-- Exercise prompt --
Only one stretch of the data is wanted: the line containing "warn!(actor = %self.actor, error", the line containing "Label of the", and every line between them, copied exactly.

Given data section start

//! Combat ammo tracking.
//!
//! [`ActorAmmoTracker`] holds the start/end bookkeeping for one actor.
//! [`GameAmmoTracker`] owns one per tracked actor and fans combat events out
//! to all of them.

mod actor;
mod game;

pub use actor::{ActorAmmoTracker, EndCombatReport, ItemFailure, RecoveryReport, SnapshotReport};
pub use game::{tracked_actors, ActorOutcome, GameAmmoTracker};

use crate::host::HostError;
use crate::inventory::ActorId;
use thiserror::Error;

/// Errors from tracker operations.
#[derive(Debug, Error)]
pub enum TrackerError {
    #[error("Actor {0} could not be resolved")]
    MissingActor(ActorId),

    #[error("Actor {0} is not tracked")]
    UnknownActor(ActorId),

    #[error("Host error: {0}")]
    Host(#[from] HostError),
}
impl ActorAmmoTracker {
    pub fn new(actor: ActorId, host: Arc<dyn Host>, config: Arc<TrackerConfig>) -> Self {
        Self {
            actor,
            host,
            config,
            records: None,
            unsaved: Vec::new(),
        }
    }

    pub fn actor_id(&self) -> ActorId {
        self.actor
    }

    pub fn records(&self) -> Option<&AmmoRecords> {
        self.records.as_ref()
    }

    pub fn record(&self, item: ItemId) -> Option<&AmmoRecord> {
        self.records.as_ref().and_then(|r| r.get(item))
    }

    /// Items consumed since the last snapshot. Empty before any combat.
    pub fn spent_ammo(&self) -> Vec<SpentAmmo> {
        self.spent_records()
            .filter_map(AmmoRecord::spent_ammo)
            .collect()
    }

    fn spent_records(&self) -> impl Iterator<Item = &AmmoRecord> {
        self.records
            .iter()
            .flat_map(AmmoRecords::iter)
            .filter(|r| !self.unsaved.contains(&r.item))
    }

    /// Snapshot every ammo item the actor carries.
    ///
    /// Each item's start quantity and a provisional end quantity of zero are
    /// written to its flags. An item whose flags cannot be written is still
    /// tracked, and its flags are written again when combat ends.
    pub async fn start_combat(&mut self) -> Result<SnapshotReport, TrackerError> {
        let items = self.ammo_items().await?;
        let previous = self.records.take().unwrap_or_default();
        self.unsaved.clear();

        let host = self.host.as_ref();
        let writes = items.iter().map(|item| {
            let record = AmmoRecord::snapshot(item);
            let before = previous.get(item.id);
            async move {
                let result = write_record(host, &record, before).await;
                (record, result)
            }
        });
        let results = join_all(writes).await;

        let mut records = AmmoRecords::new();
        let mut report = SnapshotReport::default();
        for (record, result) in results {
            match result {
                Ok(()) => report.tracked.push(record.item),
                Err(error) => {
                    warn!(
                        actor = %self.actor,
                        item = %record.item,
                        error = %error,
                        "Ammo snapshot not stored, will retry at end of combat"
                    );
                    self.unsaved.push(record.item);
                    report.failures.push(ItemFailure {
                        item: record.item,
                        error,
                    });
                }
            }
            records.insert(record);
        }

        info!(actor = %self.actor, items = report.tracked.len(), "Ammo snapshot taken");
        self.records = Some(records);
        Ok(report)
    }

    /// Record end quantities and whisper a summary of what was spent.
    ///
    /// Only items still on the actor are re-observed. Anything removed since
    /// the snapshot keeps an end quantity of zero. Calling this again retries
    /// items whose flags could not be stored.
    pub async fn end_combat(&mut self) -> Result<EndCombatReport, TrackerError> {
        let Some(records) = self.records.as_ref() else {
            debug!(actor = %self.actor, "No ammo snapshot, nothing to tally");
            return Ok(EndCombatReport::default());
        };

        let targets: Vec<(ItemId, u32)> = self
            .ammo_items()
            .await?
            .into_iter()
            .filter(|item| records.contains(item.id))
            .map(|item| (item.id, item.quantity))
            .collect();
        let actor = self.resolve_actor().await?;

        let host = self.host.as_ref();
        let unsaved = &self.unsaved;
        let writes = targets.iter().map(|&(item, quantity)| {
            let record = records.get(item).filter(|_| unsaved.contains(&item)).map(|r| AmmoRecord {
                end_quantity: quantity,
                ..r.clone()
            });
            async move {
                let result = match record {
                    Some(record) => write_record(host, &record, None).await,
                    None => host.set_flag(item, FlagKey::EndQuantity, quantity).await,
                };
                (item, quantity, result)
            }
        });
        let results = join_all(writes).await;

        let mut report = EndCombatReport::default();
        for (item, quantity, result) in results {
            match result {
                Ok(()) => {
                    if let Some(record) = self.records.as_mut().and_then(|r| r.get_mut(item)) {
                        record.end_quantity = quantity;
                    }
                    self.unsaved.retain(|id| *id != item);
                    report.observed.push((item, quantity));
                }
                Err(error) => {
                    warn!(
                        actor = %self.actor,
                        item = %item,
                        error = %error,
                        "End quantity not stored, item left out of the tally"
                    );
                    if !self.unsaved.contains(&item) {
                        self.unsaved.push(item);
                    }
                    report.failures.push(ItemFailure { item, error });
                }
            }
        }

        report.spent = self.spent_ammo();
        info!(
            actor = %self.actor,
            observed = report.observed.len(),
            spent = report.spent.len(),
            "Ammo tallied at end of combat"
        );

        if !report.spent.is_empty() {
            self.send(chat::spent_ammo_message(&actor, &report.spent, &self.config))
                .await;
        }

        Ok(report)
    }

    /// Put half of the spent ammo back into the actor's inventory.
    ///
    /// Each recovered record is settled at the new quantity, so calling this
    /// again recovers nothing. Items are independent: a failed update leaves
    /// that item as it was and does not stop the others.
    pub async fn recover_ammo(&mut self) -> Result<RecoveryReport, TrackerError> {
        let actor = self.resolve_actor().await?;
        let spent: Vec<&AmmoRecord> = self.spent_records().filter(|r| r.spent() > 0).collect();
        let eligible: Vec<AmmoRecord> = spent
            .iter()
            .filter(|r| r.recoverable() > 0)
            .map(|r| (*r).clone())
            .collect();

        if eligible.is_empty() {
            debug!(actor = %self.actor, spent = spent.len(), "No recoverable ammo");
            let message = if spent.is_empty() {
                chat::already_recovered_message(&actor, &self.config)
            } else {
                chat::nothing_recoverable_message(&actor, &self.config)
            };
            self.send(message).await;
            return Ok(RecoveryReport::default());
        }

        let current: HashMap<ItemId, u32> = self
            .ammo_items()
            .await?
            .into_iter()
            .map(|item| (item.id, item.quantity))
            .collect();

        let host = self.host.as_ref();
        let attempts = eligible.iter().map(|record| {
            let quantity = current.get(&record.item).copied();
            async move { (record, recover_item(host, record, quantity).await) }
        });
        let outcomes = join_all(attempts).await;

        let mut report = RecoveryReport::default();
        for (record, outcome) in outcomes {
            match outcome {
                Ok(quantity) => {
                    if let Some(r) = self.records.as_mut().and_then(|r| r.get_mut(record.item)) {
                        r.settle(quantity);
                    }
                    report.recovered.push(RecoveredAmmo {
                        item: record.item,
                        name: record.name.clone(),
                        amount: record.recoverable(),
                        quantity,
                    });
                }
                Err(error) => {
                    warn!(
                        actor = %self.actor,
                        item = %record.item,
                        error = %error,
                        "Ammo recovery failed, record kept for retry"
                    );
                    report.failures.push(ItemFailure {
                        item: record.item,
                        error,
                    });
                }
            }
        }

        if report.recovered.is_empty() {
            warn!(actor = %self.actor, failed = report.failures.len(), "No ammo could be recovered");
        } else {
            info!(
                actor = %self.actor,
                items = report.recovered.len(),
                total = report.total_recovered(),
                "Ammo recovered"
            );
            self.send(chat::recovery_message(&actor, &report.recovered))
                .await;
        }

        Ok(report)
    }

    /// Rebuild records from the flags persisted on the actor's items.
    ///
    /// Items without a start quantity flag are left untracked. Returns the
    /// number of records restored.
    pub async fn restore(&mut self) -> Result<usize, TrackerError> {
        let items = self.ammo_items().await?;

        let host = self.host.as_ref();
        let reads = items
            .iter()
            .map(|item| async move { (item.id, read_record(host, item).await) });

        let mut records = AmmoRecords::new();
        for (item, result) in join_all(reads).await {
            match result {
                Ok(Some(record)) => records.insert(record),
                Ok(None) => {}
                Err(error) => {
                    warn!(actor = %self.actor, item = %item, error = %error, "Failed to read ammo flags");
                }
            }
        }

        let restored = records.len();
        debug!(actor = %self.actor, restored, "Ammo records restored from flags");
        self.records = (!records.is_empty()).then_some(records);
        self.unsaved.clear();
        Ok(restored)
    }

    async fn resolve_actor(&self) -> Result<Actor, TrackerError> {
        self.host
            .actor(self.actor)
            .await?
            .ok_or(TrackerError::MissingActor(self.actor))
    }

    async fn ammo_items(&self) -> Result<Vec<InventoryItem>, TrackerError> {
        match self.host.ammo_items(self.actor).await {
            Ok(items) => Ok(items),
            Err(HostError::ActorNotFound(id)) => Err(TrackerError::MissingActor(id)),
            Err(error) => Err(error.into()),
        }
    }

    async fn send(&self, message: ChatMessage) {
        if let Err(error) = self.host.notify(message).await {
            warn!(actor = %self.actor, error = %error, "Failed to deliver ammo message");
        }
    }
}
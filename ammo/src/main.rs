//! Spent-ammo tracker driver.
//!
//! Replays combat events against a world file and prints every chat message
//! the tracker sends. Commands are read one per line from a script file, or
//! from stdin when no script is given:
//!
//! ```bash
//! cargo run -p ammo -- world.json encounter.txt
//! ```

mod headless;

use headless::HeadlessConfig;
use tracing_subscriber::EnvFilter;

#[tokio::main]
async fn main() -> Result<(), Box<dyn std::error::Error>> {
    // Load .env file if present
    dotenvy::dotenv().ok();

    tracing_subscriber::fmt()
        .with_env_filter(EnvFilter::try_from_default_env().unwrap_or_else(|_| EnvFilter::new("warn")))
        .with_writer(std::io::stderr)
        .init();

    let args: Vec<String> = std::env::args().skip(1).collect();

    if args.iter().any(|a| a == "--help" || a == "-h") {
        print_help();
        return Ok(());
    }

    let Some(config) = HeadlessConfig::from_args(&args) else {
        print_help();
        std::process::exit(2);
    };

    headless::run_headless(config).await
}

fn print_help() {
    println!("ammo - spent-ammo tracker for tabletop combat");
    println!();
    println!("USAGE:");
    println!("  ammo <WORLD> [SCRIPT]");
    println!();
    println!("ARGS:");
    println!("  <WORLD>    World file to load and save (a demo party is created if missing)");
    println!("  [SCRIPT]   Command file to replay (default: read stdin)");
    println!();
    println!("COMMANDS:");
    println!("  ready                      Host data loaded, start tracking");
    println!("  start                      Combat started");
    println!("  end                        Combat ended");
    println!("  spend <actor> <item> <n>   Use up ammunition");
    println!("  recover <actor>            Press the recover button");
    println!("  status                     Show ammo and stored flags");
    println!("  save                       Write the world file");
    println!("  quit                       Save and exit");
    println!();
    println!("ENVIRONMENT:");
    println!("  AMMO_TRACKER_ALIAS           Speaker alias for summaries");
    println!("  AMMO_TRACKER_RECOVER_LABEL   Label of the recover button");
    println!("  AMMO_TRACKER_FANOUT          concurrent | sequential");
    println!("  RUST_LOG                     Log filter (default: warn)");
}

Given data section end

-- Task solution --
            warn!(actor = %self.actor, error = %error, "Failed to deliver ammo message");
        }
    }
}
filename ammo/src/main.rs
//! Spent-ammo tracker driver.
//!
//! Replays combat events against a world file and prints every chat message
//! the tracker sends. Commands are read one per line from a script file, or
//! from stdin when no script is given:
//!
//! ```bash
//! cargo run -p ammo -- world.json encounter.txt
//! ```

mod headless;

use headless::HeadlessConfig;
use tracing_subscriber::EnvFilter;

#[tokio::main]
async fn main() -> Result<(), Box<dyn std::error::Error>> {
    // Load .env file if present
    dotenvy::dotenv().ok();

    tracing_subscriber::fmt()
        .with_env_filter(EnvFilter::try_from_default_env().unwrap_or_else(|_| EnvFilter::new("warn")))
        .with_writer(std::io::stderr)
        .init();

    let args: Vec<String> = std::env::args().skip(1).collect();

    if args.iter().any(|a| a == "--help" || a == "-h") {
        print_help();
        return Ok(());
    }

    let Some(config) = HeadlessConfig::from_args(&args) else {
        print_help();
        std::process::exit(2);
    };

    headless::run_headless(config).await
}

fn print_help() {
    println!("ammo - spent-ammo tracker for tabletop combat");
    println!();
    println!("USAGE:");
    println!("  ammo <WORLD> [SCRIPT]");
    println!();
    println!("ARGS:");
    println!("  <WORLD>    World file to load and save (a demo party is created if missing)");
    println!("  [SCRIPT]   Command file to replay (default: read stdin)");
    println!();
    println!("COMMANDS:");
    println!("  ready                      Host data loaded, start tracking");
    println!("  start                      Combat started");
    println!("  end                        Combat ended");
    println!("  spend <actor> <item> <n>   Use up ammunition");
    println!("  recover <actor>            Press the recover button");
    println!("  status                     Show ammo and stored flags");
    println!("  save                       Write the world file");
    println!("  quit                       Save and exit");
    println!();
    println!("ENVIRONMENT:");
    println!("  AMMO_TRACKER_ALIAS           Speaker alias for summaries");
    println!("  AMMO_TRACKER_RECOVER_LABEL   Label of the recover button");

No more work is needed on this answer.